Transient ataxia may sometimes mimic transient hyperkinesias. Such ataxia may be iatrogenic (e.g., during treatment with diphenin), in encephalitis in children, and in some hereditary diseases (episodic ataxia type I, episodic ataxia type II, Hartnup disease, maple syrup urine disease, pyruvate dehydrogenase deficiency). In adults, the causes of periodic ataxia may be drug intoxication, multiple sclerosis, transient ischemic attack, compression lesions in the foramen magnum, intermittent obstruction of the ventricular system.

Psychogenic hyperkinesis

For differential diagnosis of psychogenic and organic hyperkinesis it is necessary

  1. positive diagnosis of psychogenic movement disorders and
  2. exclusion of organic hyperkinesis.

To solve these issues, it is important to take into account all the nuances of the clinical picture, and in hyperkinesis itself, 4 factors must be assessed: the motor pattern, the dynamics of hyperkinesis, as well as its syndromic environment and the course of the disease.

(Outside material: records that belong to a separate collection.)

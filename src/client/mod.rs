// SPDX-License-Identifier: MIT

//! Member-facing client library: typed API client, persisted session store,
//! and the auth form controller with its client-side validation rules.

pub mod api;
pub mod forms;
pub mod session;

pub use api::{ApiClient, ClientError};
pub use forms::{AuthFormController, AuthMode};
pub use session::{FileStorage, KeyValueStorage, MemoryStorage, SessionStore};
// SPDX-License-Identifier: MIT

//! Firestore backend with typed operations.
//!
//! Documents are stored with camelCase field names (the serde wire shape),
//! so transform field paths below use the serialized names.

use crate::db::collections;
use crate::error::AppError;
use crate::models::{Inquiry, Membership, Program, User};
use firestore::errors::FirestoreError;

/// Firestore client wrapper.
#[derive(Clone)]
pub(crate) struct FirestoreClient {
    client: firestore::FirestoreDb,
}

impl FirestoreClient {
    /// Connect to Firestore.
    pub(crate) async fn connect(project_id: &str) -> Result<Self, AppError> {
        // If the emulator environment variable is set, use unauthenticated
        // connection to avoid local credential warnings and leakage.
        if std::env::var("FIRESTORE_EMULATOR_HOST").is_ok() {
            return Self::connect_emulator(project_id).await;
        }

        let client = firestore::FirestoreDb::new(project_id)
            .await
            .map_err(|e| AppError::Database(format!("Failed to connect to Firestore: {}", e)))?;

        tracing::info!(project = project_id, "Connected to Firestore");

        Ok(Self { client })
    }

    /// Create a Firestore client for the emulator with unauthenticated access.
    async fn connect_emulator(project_id: &str) -> Result<Self, AppError> {
        tracing::info!("Using unauthenticated connection for Firestore Emulator");

        let token_source = gcloud_sdk::ExternalJwtFunctionSource::new(|| async {
            Ok(gcloud_sdk::Token {
                token_type: "Bearer".to_string(),
                token: gcloud_sdk::SecretValue::new(
                    "eyJhbGciOiJub25lIn0.eyJ1aWQiOiJ0ZXN0In0."
                        .to_string()
                        .into(),
                ),
                expiry: chrono::Utc::now() + chrono::Duration::hours(1),
            })
        });

        let options = firestore::FirestoreDbOptions::new(project_id.to_string());

        let client = firestore::FirestoreDb::with_options_token_source(
            options,
            gcloud_sdk::GCP_DEFAULT_SCOPES.clone(),
            gcloud_sdk::TokenSourceType::ExternalSource(Box::new(token_source)),
        )
        .await
        .map_err(|e| {
            AppError::Database(format!("Failed to connect to Firestore Emulator: {}", e))
        })?;

        tracing::info!(
            project = project_id,
            "Connected to Firestore (Emulator/Unauthenticated)"
        );

        Ok(Self { client })
    }

    // ─── User Operations ─────────────────────────────────────────

    pub(crate) async fn insert_user(&self, user: &User) -> Result<(), AppError> {
        let _: () = self
            .client
            .fluent()
            .insert()
            .into(collections::USERS)
            .document_id(&user.email)
            .object(user)
            .execute()
            .await
            .map_err(|e| match e {
                FirestoreError::DataConflictError(_) => AppError::Conflict,
                other => AppError::Database(other.to_string()),
            })?;
        Ok(())
    }

    pub(crate) async fn get_user(&self, email: &str) -> Result<Option<User>, AppError> {
        self.client
            .fluent()
            .select()
            .by_id_in(collections::USERS)
            .obj()
            .one(email)
            .await
            .map_err(|e| AppError::Database(e.to_string()))
    }

    pub(crate) async fn upsert_user(&self, user: &User) -> Result<(), AppError> {
        let _: () = self
            .client
            .fluent()
            .update()
            .in_col(collections::USERS)
            .document_id(&user.email)
            .object(user)
            .execute()
            .await
            .map_err(|e| AppError::Database(e.to_string()))?;
        Ok(())
    }

    pub(crate) async fn add_purchased_program(
        &self,
        email: &str,
        program_id: &str,
    ) -> Result<(), AppError> {
        let result: Result<(), FirestoreError> = async {
            let writer = self.client.create_simple_batch_writer().await?;
            let mut batch = writer.new_batch();
            self.client
                .fluent()
                .update()
                .in_col(collections::USERS)
                .document_id(email)
                .transforms(|t| {
                    t.fields([t
                        .field("purchasedPrograms")
                        .append_missing_elements([program_id.to_string()])])
                })
                .only_transform()
                .add_to_batch(&mut batch)?;
            batch.write().await?;
            Ok(())
        }
        .await;

        match result {
            Ok(()) => Ok(()),
            // Purchase against a vanished user record is a no-op, matching
            // the in-memory backend.
            Err(FirestoreError::DataNotFoundError(_)) => Ok(()),
            Err(e) => Err(AppError::Database(e.to_string())),
        }
    }

    // ─── Program Operations ──────────────────────────────────────

    pub(crate) async fn list_programs(&self) -> Result<Vec<Program>, AppError> {
        self.client
            .fluent()
            .select()
            .from(collections::PROGRAMS)
            .obj()
            .query()
            .await
            .map_err(|e| AppError::Database(e.to_string()))
    }

    pub(crate) async fn upsert_program(&self, program: &Program) -> Result<(), AppError> {
        let _: () = self
            .client
            .fluent()
            .update()
            .in_col(collections::PROGRAMS)
            .document_id(&program.id)
            .object(program)
            .execute()
            .await
            .map_err(|e| AppError::Database(e.to_string()))?;
        Ok(())
    }

    // ─── Inquiry Operations ──────────────────────────────────────

    pub(crate) async fn insert_inquiry(&self, inquiry: &Inquiry) -> Result<(), AppError> {
        let _: () = self
            .client
            .fluent()
            .insert()
            .into(collections::INQUIRIES)
            .document_id(&inquiry.id)
            .object(inquiry)
            .execute()
            .await
            .map_err(|e| AppError::Database(e.to_string()))?;
        Ok(())
    }

    // ─── Membership Operations ───────────────────────────────────

    pub(crate) async fn insert_membership(&self, membership: &Membership) -> Result<(), AppError> {
        let _: () = self
            .client
            .fluent()
            .insert()
            .into(collections::MEMBERSHIPS)
            .document_id(&membership.id)
            .object(membership)
            .execute()
            .await
            .map_err(|e| AppError::Database(e.to_string()))?;
        Ok(())
    }
}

The formal criteria for clinical diagnosis of any psychogenic hyperkinesis are as follows: sudden onset with a clear provoking event; multiple movement disorders; variable and contradictory movement manifestations, fluctuating during one examination; movement manifestations do not correspond to the known organic syndromology; movements increase or become more noticeable when the examination is focused on the affected part of the body and, conversely, movements decrease or stop when attention is distracted; hyperekplexia or excessive startle reactions; pathological movements (hyperkinesis) respond to placebo or suggestion, concomitant pseudo-symptoms are revealed; movement disorders are eliminated by psychotherapy or stop when the patient does not suspect that he is being observed. For each individual psychogenic hyperkinetic syndrome (tremor, dystonia, myoclonus, etc.), there are some additional clarifying diagnostic nuances, which we will not dwell on here.

The following features of hyperkinesis cannot be used as differential diagnostic criteria: changes in its severity under the influence of emotional stimuli, changes in the level of wakefulness, hypnotic suggestions, sodium amytal disinhibition, alcohol intake, changes in the posture of the body or its parts, fluctuations in the severity of hyperkinesis in the form of “bad” and “good” days.

In addition, "violent movement episodes" can also include some sleep-related phenomena: benign nocturnal myoclonus (in infants), jactation ("rocking"), restless legs syndrome, periodic limb movements during sleep (and other similar syndromes). Closely related is the behavior in night terror syndrome, somnambulism.

Some variants of stereotypy (and possibly affective-respiratory seizures) may also be included in this group.